§ **PROBLEM TO SOLVE**
Once you reach the line containing "pub fn velocity(&self)" in the data below, restate each line word for word up to and including the one containing "attribute, if any".

§ **Saved data entries**
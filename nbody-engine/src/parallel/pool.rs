// Copyright 2025 John Brosnihan
//
// Licensed under the Apache License, Version 2.0 (the "License");
// you may not use this file except in compliance with the License.
// You may obtain a copy of the License at
//
//     http://www.apache.org/licenses/LICENSE-2.0
//
// Unless required by applicable law or agreed to in writing, software
// distributed under the License is distributed on an "AS IS" BASIS,
// WITHOUT WARRANTIES OR CONDITIONS OF ANY KIND, either express or implied.
// See the License for the specific language governing permissions and
// limitations under the License.
//! Fixed pool of force workers
//!
//! The pool owns `W` named threads. Each worker blocks on a bounded(1)
//! inbound channel, processes one unit of work, and answers on a bounded(1)
//! outbound channel, so exactly one batch per worker is in flight. The
//! coordinator scatters one slice to every worker and then blocks until
//! every worker has answered: a full barrier per tick.
//!
//! # Ownership
//!
//! A unit of work moves an owned slice of particles into the worker along
//! with an `Arc` of the full snapshot. The worker mutates only its slice and
//! only reads the snapshot, so no locks are needed.
//!
//! # Shutdown
//!
//! Dropping the pool closes every inbound channel; workers leave their loop
//! and are joined.

use crate::error::{Error, Result};
use crate::laws::{combined_force, ForceGenerator};
use crate::parallel::split_into_lists;
use crate::particle::Particle;
use crossbeam_channel::{bounded, Receiver, Sender};
use std::sync::Arc;
use std::thread::{self, JoinHandle};

/// One tick's work for one worker
struct WorkUnit {
    tick: u64,
    slice: Vec<Particle>,
    snapshot: Arc<Vec<Particle>>,
}

type WorkResult = Result<Vec<Particle>>;

struct Worker {
    index: usize,
    inbound: Option<Sender<WorkUnit>>,
    outbound: Receiver<WorkResult>,
    handle: Option<JoinHandle<()>>,
}

/// Pool of worker threads computing forces for disjoint slices
pub struct WorkerPool {
    workers: Vec<Worker>,
}

impl WorkerPool {
    /// Spawn `size` workers sharing the given force generators
    ///
    /// # Errors
    ///
    /// Returns `InvalidConfig` if `size` is zero, or `Io` if a thread cannot
    /// be spawned.
    pub fn new(size: usize, generators: Arc<Vec<Box<dyn ForceGenerator>>>) -> Result<Self> {
        if size == 0 {
            return Err(Error::InvalidConfig(
                "worker count must be > 0".to_string(),
            ));
        }

        let mut workers = Vec::with_capacity(size);
        for index in 0..size {
            let (work_tx, work_rx) = bounded::<WorkUnit>(1);
            let (result_tx, result_rx) = bounded::<WorkResult>(1);
            let generators = Arc::clone(&generators);

            let handle = thread::Builder::new()
                .name(format!("nbody-worker-{}", index))
                .spawn(move || worker_loop(index, work_rx, result_tx, generators))?;

            workers.push(Worker {
                index,
                inbound: Some(work_tx),
                outbound: result_rx,
                handle: Some(handle),
            });
        }

        log::info!("started {} force worker(s)", size);
        Ok(WorkerPool { workers })
    }

    /// Number of workers in the pool
    pub fn size(&self) -> usize {
        self.workers.len()
    }

    /// Run one tick's force phase over `particles`
    ///
    /// Splits the particles across the workers, ships every worker its slice
    /// plus the full snapshot, and returns the union of the updated slices:
    /// every particle accelerated by all its pairwise forces, integrated, and
    /// committed.
    ///
    /// # Errors
    ///
    /// Returns the first error reported by a worker, or
    /// `WorkerDisconnected` if a worker is gone. All workers are drained
    /// before returning, so the pool stays in lock-step.
    pub fn dispatch(&self, tick: u64, particles: &[Particle]) -> Result<Vec<Particle>> {
        let snapshot = Arc::new(particles.to_vec());
        let slices = split_into_lists(particles.to_vec(), self.workers.len())?;

        let mut dispatched = Vec::with_capacity(self.workers.len());
        let mut first_error = None;

        for (worker, slice) in self.workers.iter().zip(slices) {
            let unit = WorkUnit {
                tick,
                slice,
                snapshot: Arc::clone(&snapshot),
            };
            let sent = worker
                .inbound
                .as_ref()
                .map(|tx| tx.send(unit).is_ok())
                .unwrap_or(false);
            if sent {
                dispatched.push(worker);
            } else {
                record(&mut first_error, Error::WorkerDisconnected(worker.index));
            }
        }

        let mut updated = Vec::with_capacity(particles.len());
        for worker in dispatched {
            match worker.outbound.recv() {
                Ok(Ok(slice)) => updated.extend(slice),
                Ok(Err(e)) => record(&mut first_error, e),
                Err(_) => record(&mut first_error, Error::WorkerDisconnected(worker.index)),
            }
        }

        match first_error {
            Some(e) => Err(e),
            None => Ok(updated),
        }
    }
}

impl Drop for WorkerPool {
    fn drop(&mut self) {
        for worker in &mut self.workers {
            worker.inbound.take();
        }
        for worker in &mut self.workers {
            if let Some(handle) = worker.handle.take() {
                if handle.join().is_err() {
                    log::warn!("force worker {} panicked", worker.index);
                }
            }
        }
        log::info!("stopped {} force worker(s)", self.workers.len());
    }
}

/// Keep only the first error of a dispatch
fn record(first_error: &mut Option<Error>, error: Error) {
    if first_error.is_none() {
        *first_error = Some(error);
    }
}

fn worker_loop(
    index: usize,
    inbound: Receiver<WorkUnit>,
    outbound: Sender<WorkResult>,
    generators: Arc<Vec<Box<dyn ForceGenerator>>>,
) {
    while let Ok(unit) = inbound.recv() {
        let tick = unit.tick;
        let result = process_slice(unit, &generators);
        if let Err(e) = &result {
            log::debug!("worker {} failed tick {}: {}", index, tick, e);
        }
        if outbound.send(result).is_err() {
            break;
        }
    }
    log::debug!("worker {} exiting", index);
}

/// Accelerate, integrate, and commit every particle of the slice
///
/// A particle receives both ordered-pair contributions of each partner: the
/// reaction to the force it exerts, `-F(p, q) / m_p`, and the force exerted
/// on it, `+F(q, p) / m_p`. Partners are read from the snapshot only.
fn process_slice(unit: WorkUnit, generators: &[Box<dyn ForceGenerator>]) -> WorkResult {
    let WorkUnit {
        mut slice,
        snapshot,
        ..
    } = unit;

    for particle in slice.iter_mut() {
        for other in snapshot.iter() {
            if other.id() == particle.id() {
                continue;
            }
            if let Some(force) = combined_force(generators, particle, other)? {
                particle.receive_reaction(&force)?;
            }
            if let Some(force) = combined_force(generators, other, particle)? {
                particle.receive_force(&force)?;
            }
        }
        particle.integrate();
        particle.commit();
    }

    Ok(slice)
}
// Copyright 2025 John Brosnihan
//
// Licensed under the Apache License, Version 2.0 (the "License");
// you may not use this file except in compliance with the License.
// You may obtain a copy of the License at
//
//     http://www.apache.org/licenses/LICENSE-2.0
//
// Unless required by applicable law or agreed to in writing, software
// distributed under the License is distributed on an "AS IS" BASIS,
// WITHOUT WARRANTIES OR CONDITIONS OF ANY KIND, either express or implied.
// See the License for the specific language governing permissions and
// limitations under the License.
//! Integration tests comparing the parallel run with the sequential one

use nbody_engine::engine::{Engine, EngineConfig, ParticleFactory};
use nbody_engine::laws::{Gravity, Merge};
use nbody_engine::parallel::split_into_lists;
use nbody_engine::particle::Particle;
use nbody_engine::Error;
use std::collections::HashSet;

const EPS: f64 = 1e-9;

fn particle(mass: f64, position: &[f64], velocity: &[f64]) -> Particle {
    Particle::new(mass, position.to_vec(), velocity.to_vec()).unwrap()
}

fn gravity_engine(particles: Vec<Particle>, ticks: u64) -> Engine {
    Engine::builder()
        .config(EngineConfig::default().with_max_ticks(ticks))
        .particles(particles)
        .force_generator(Gravity::default())
        .build()
        .unwrap()
}

fn assert_close(expected: &[f64], actual: &[f64], what: &str) {
    assert_eq!(expected.len(), actual.len());
    for (e, a) in expected.iter().zip(actual) {
        assert!(
            (e - a).abs() < EPS,
            "{} differs: expected {:?}, got {:?}",
            what,
            expected,
            actual
        );
    }
}

#[test]
fn test_parallel_matches_sequential() {
    let initial = ParticleFactory::new(Some(42)).build(30).unwrap().into_vec();

    let mut sequential = gravity_engine(initial.clone(), 5);
    assert_eq!(sequential.run().unwrap(), 5);

    for workers in 1..=4 {
        let mut parallel = gravity_engine(initial.clone(), 5);
        assert_eq!(parallel.run_parallel(workers).unwrap(), 5);
        assert_eq!(parallel.particles().len(), sequential.particles().len());

        for expected in sequential.particles() {
            let actual = parallel
                .particles()
                .get(expected.id())
                .unwrap_or_else(|| panic!("{} missing with {} workers", expected.id(), workers));
            assert_eq!(expected.mass(), actual.mass());
            assert_close(expected.velocity(), actual.velocity(), "velocity");
            assert_close(expected.position(), actual.position(), "position");
        }
    }
}

#[test]
fn test_parallel_two_body_matches_hand_computation() {
    let light = particle(10.0, &[0.0, 0.0], &[0.0, 0.0]);
    let heavy = particle(100.0, &[4.0, 0.0], &[0.0, 0.0]);
    let (light_id, heavy_id) = (light.id(), heavy.id());

    let mut engine = gravity_engine(vec![light, heavy], 1);
    engine.run_parallel(2).unwrap();

    let light = engine.particles().get(light_id).unwrap();
    let heavy = engine.particles().get(heavy_id).unwrap();
    assert_close(&[0.0625, 0.0], light.velocity(), "light velocity");
    assert_close(&[-0.00625, 0.0], heavy.velocity(), "heavy velocity");
}

#[test]
fn test_more_workers_than_particles() {
    let initial = vec![
        particle(10.0, &[0.0, 0.0], &[0.0, 0.0]),
        particle(20.0, &[10.0, 0.0], &[0.0, 0.0]),
    ];
    let mut engine = gravity_engine(initial, 3);
    assert_eq!(engine.run_parallel(6).unwrap(), 3);
    assert_eq!(engine.particles().len(), 2);
}

#[test]
fn test_parallel_run_applies_merge() {
    let light = particle(10.0, &[0.0, 0.0], &[0.0, 0.0]);
    let heavy = particle(20.0, &[1.0, 0.0], &[0.0, 0.0]);
    let far = particle(5.0, &[500.0, 0.0], &[0.0, 0.0]);
    let (light_id, heavy_id) = (light.id(), heavy.id());

    let mut engine = Engine::builder()
        .config(EngineConfig::default().with_max_ticks(1))
        .particles(vec![light, heavy, far])
        .force_generator(Gravity::default())
        .law(Merge::new())
        .build()
        .unwrap();
    assert_eq!(engine.run_parallel(2).unwrap(), 1);

    assert_eq!(engine.particles().len(), 2);
    assert!(!engine.particles().contains(light_id));
    assert_eq!(engine.particles().get(heavy_id).unwrap().mass(), 30.0);
    assert!((engine.total_mass() - 35.0).abs() < EPS);
}

#[test]
fn test_parallel_zero_distance_aborts() {
    let mut engine = gravity_engine(
        vec![
            particle(1.0, &[5.0, 5.0], &[0.0, 0.0]),
            particle(2.0, &[5.0, 5.0], &[0.0, 0.0]),
            particle(3.0, &[50.0, 5.0], &[0.0, 0.0]),
        ],
        10,
    );
    assert!(matches!(
        engine.run_parallel(2),
        Err(Error::ZeroDistance { .. })
    ));
    assert_eq!(engine.tick_count(), 0);
}

#[test]
fn test_split_into_lists_partitions_input() {
    let lists = split_into_lists((0..7).collect::<Vec<u32>>(), 3).unwrap();
    assert_eq!(lists, vec![vec![0, 1, 6], vec![2, 3], vec![4, 5]]);

    for n in 1..=10 {
        let lists = split_into_lists((0..23).collect::<Vec<u32>>(), n).unwrap();
        assert_eq!(lists.len(), n);

        let sizes: Vec<usize> = lists.iter().map(Vec::len).collect();
        let max = sizes.iter().copied().max().unwrap();
        let min = sizes.iter().copied().min().unwrap();
        assert!(max - min <= 1, "unbalanced sizes {:?}", sizes);

        let union: HashSet<u32> = lists.iter().flatten().copied().collect();
        assert_eq!(union.len(), 23);
        assert_eq!(lists.iter().map(Vec::len).sum::<usize>(), 23);
    }
}
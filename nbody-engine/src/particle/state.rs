// Copyright 2025 John Brosnihan
//
// Licensed under the Apache License, Version 2.0 (the "License");
// you may not use this file except in compliance with the License.
// You may obtain a copy of the License at
//
//     http://www.apache.org/licenses/LICENSE-2.0
//
// Unless required by applicable law or agreed to in writing, software
// distributed under the License is distributed on an "AS IS" BASIS,
// WITHOUT WARRANTIES OR CONDITIONS OF ANY KIND, either express or implied.
// See the License for the specific language governing permissions and
// limitations under the License.
//! Point-mass state with staged mutation
//!
//! A particle holds a mass, a position, and a velocity of fixed
//! dimensionality. Writes go through [`Particle::stage`] and stay invisible
//! to readers until [`Particle::commit`] applies them all at once. This is
//! what keeps one tick's pairwise evaluations independent of the order in
//! which particles are visited.
//!
//! Velocity is the one exception: [`Particle::apply_force`] mutates it
//! immediately so that integration sees every force contribution of the
//! tick.

use crate::error::{Error, Result};
use crate::particle::ParticleId;
use std::collections::HashMap;
use std::fmt;
use std::hash::{Hash, Hasher};

/// Attribute of a particle that can be staged
#[derive(Debug, Clone, Copy, PartialEq, Eq, Hash)]
pub enum Attribute {
    /// Scalar mass
    Mass,
    /// Position vector
    Position,
    /// Velocity vector
    Velocity,
}

/// A pending write to one attribute
#[derive(Debug, Clone, PartialEq)]
pub enum Update {
    /// New mass
    Mass(f64),
    /// New position
    Position(Vec<f64>),
    /// New velocity
    Velocity(Vec<f64>),
}

impl Update {
    /// The attribute this update targets
    pub fn attribute(&self) -> Attribute {
        match self {
            Update::Mass(_) => Attribute::Mass,
            Update::Position(_) => Attribute::Position,
            Update::Velocity(_) => Attribute::Velocity,
        }
    }
}

/// A point mass evolved by the engine
///
/// Equality and hashing use only the particle's identity: two particles with
/// identical state are still distinct entities.
///
/// # Example
///
/// ```
/// use nbody_engine::particle::Particle;
///
/// let mut p = Particle::new(10.0, vec![0.0, 0.0], vec![1.0, 0.0]).unwrap();
/// p.integrate();
/// assert_eq!(p.position(), &[0.0, 0.0]);
/// p.commit();
/// assert_eq!(p.position(), &[1.0, 0.0]);
/// ```
#[derive(Clone)]
pub struct Particle {
    id: ParticleId,
    mass: f64,
    position: Vec<f64>,
    velocity: Vec<f64>,
    pending: HashMap<Attribute, Update>,
}

impl Particle {
    /// Create a new particle
    ///
    /// # Errors
    ///
    /// Returns `DimensionMismatch` if position and velocity lengths differ,
    /// and `InvalidConfig` if the mass is not finite and positive or the
    /// particle has no dimensions.
    pub fn new(mass: f64, position: Vec<f64>, velocity: Vec<f64>) -> Result<Self> {
        if position.len() != velocity.len() {
            return Err(Error::DimensionMismatch {
                expected: position.len(),
                found: velocity.len(),
            });
        }
        if position.is_empty() {
            return Err(Error::InvalidConfig(
                "particle must have at least one dimension".to_string(),
            ));
        }
        if !(mass.is_finite() && mass > 0.0) {
            return Err(Error::InvalidConfig(format!(
                "particle mass must be finite and > 0, got {}",
                mass
            )));
        }

        Ok(Particle {
            id: ParticleId::next(),
            mass,
            position,
            velocity,
            pending: HashMap::new(),
        })
    }

    /// Identity of this particle
    pub fn id(&self) -> ParticleId {
        self.id
    }

    /// Committed mass
    pub fn mass(&self) -> f64 {
        self.mass
    }

    /// Committed position
    pub fn position(&self) -> &[f64] {
        &self.position
    }

    /// Current velocity (includes force contributions of the running tick)
    pub fn velocity(&self) -> &[f64] {
        &self.velocity
    }

    /// Number of spatial dimensions
    pub fn dimensions(&self) -> usize {
        self.position.len()
    }

    /// Record a pending write
    ///
    /// A later stage to the same attribute replaces the earlier one.
    ///
    /// # Errors
    ///
    /// Returns `DimensionMismatch` if a vector update does not match the
    /// particle's dimensionality.
    pub fn stage(&mut self, update: Update) -> Result<()> {
        match &update {
            Update::Position(v) | Update::Velocity(v) if v.len() != self.dimensions() => {
                return Err(Error::DimensionMismatch {
                    expected: self.dimensions(),
                    found: v.len(),
                });
            }
            _ => {}
        }
        self.pending.insert(update.attribute(), update);
        Ok(())
    }

    /// Get the pending write for an attribute, if any
    pub fn pending(&self, attribute: Attribute) -> Option<&Update> {
        self.pending.get(&attribute)
    }

    /// Check if any write is waiting for commit
    pub fn has_pending(&self) -> bool {
        !self.pending.is_empty()
    }

    /// Apply every pending write and clear the pending set
    pub fn commit(&mut self) {
        for (_, update) in self.pending.drain() {
            match update {
                Update::Mass(mass) => self.mass = mass,
                Update::Position(position) => self.position = position,
                Update::Velocity(velocity) => self.velocity = velocity,
            }
        }
    }

    /// Apply the force exerted by `self` on `other`
    ///
    /// `other` is accelerated by `+force / other.mass` and `self` by
    /// `-force / self.mass` (equal and opposite reaction). Velocities change
    /// immediately.
    ///
    /// # Errors
    ///
    /// Returns `DimensionMismatch` if the force does not match either
    /// particle's velocity. Neither particle is modified in that case.
    pub fn apply_force(&mut self, force: &[f64], other: &mut Particle) -> Result<()> {
        self.check_force(force)?;
        other.check_force(force)?;

        other.accelerate(force, 1.0);
        self.accelerate(force, -1.0);
        Ok(())
    }

    /// Accelerate only this particle by `force / mass`
    ///
    /// Used by workers, which own a single side of every pair.
    ///
    /// # Errors
    ///
    /// Returns `DimensionMismatch` on a force of the wrong length.
    pub fn receive_force(&mut self, force: &[f64]) -> Result<()> {
        self.check_force(force)?;
        self.accelerate(force, 1.0);
        Ok(())
    }

    /// Accelerate only this particle by `-force / mass`
    ///
    /// # Errors
    ///
    /// Returns `DimensionMismatch` on a force of the wrong length.
    pub fn receive_reaction(&mut self, force: &[f64]) -> Result<()> {
        self.check_force(force)?;
        self.accelerate(force, -1.0);
        Ok(())
    }

    /// Stage the next position, `position + velocity`
    pub fn integrate(&mut self) {
        let next_position = self
            .position
            .iter()
            .zip(&self.velocity)
            .map(|(p, v)| p + v)
            .collect();
        self.pending
            .insert(Attribute::Position, Update::Position(next_position));
    }

    /// Kinetic energy, 0.5 * m * |v|²
    pub fn kinetic_energy(&self) -> f64 {
        0.5 * self.mass * self.velocity.iter().map(|v| v * v).sum::<f64>()
    }

    fn check_force(&self, force: &[f64]) -> Result<()> {
        if force.len() != self.velocity.len() {
            return Err(Error::DimensionMismatch {
                expected: self.velocity.len(),
                found: force.len(),
            });
        }
        Ok(())
    }

    #[inline]
    fn accelerate(&mut self, force: &[f64], sign: f64) {
        for (v, f) in self.velocity.iter_mut().zip(force) {
            *v += sign * f / self.mass;
        }
    }
}

impl PartialEq for Particle {
    fn eq(&self, other: &Self) -> bool {
        self.id == other.id
    }
}

impl Eq for Particle {}

impl Hash for Particle {
    fn hash<H: Hasher>(&self, state: &mut H) {
        self.id.hash(state);
    }
}

impl fmt::Debug for Particle {
    fn fmt(&self, f: &mut fmt::Formatter<'_>) -> fmt::Result {
        f.debug_struct("Particle")
            .field("id", &self.id.raw())
            .field("mass", &self.mass)
            .field("position", &self.position)
            .field("velocity", &self.velocity)
            .field("pending", &self.pending.len())
            .finish()
    }
}

impl fmt::Display for Particle {
    fn fmt(&self, f: &mut fmt::Formatter<'_>) -> fmt::Result {
        write!(
            f,
            "{}(mass={:.3}, velocity={:.3?}, position={:.3?})",
            self.id, self.mass, self.velocity, self.position
        )
    }
}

§ **TASK RESPONSE**
    pub fn velocity(&self) -> &[f64] {
        &self.velocity
    }

    /// Number of spatial dimensions
    pub fn dimensions(&self) -> usize {
        self.position.len()
    }

    /// Record a pending write
    ///
    /// A later stage to the same attribute replaces the earlier one.
    ///
    /// # Errors
    ///
    /// Returns `DimensionMismatch` if a vector update does not match the
    /// particle's dimensionality.
    pub fn stage(&mut self, update: Update) -> Result<()> {
        match &update {
            Update::Position(v) | Update::Velocity(v) if v.len() != self.dimensions() => {
                return Err(Error::DimensionMismatch {
                    expected: self.dimensions(),
                    found: v.len(),
                });
            }
            _ => {}
        }
        self.pending.insert(update.attribute(), update);
        Ok(())
    }

    /// Get the pending write for an attribute, if any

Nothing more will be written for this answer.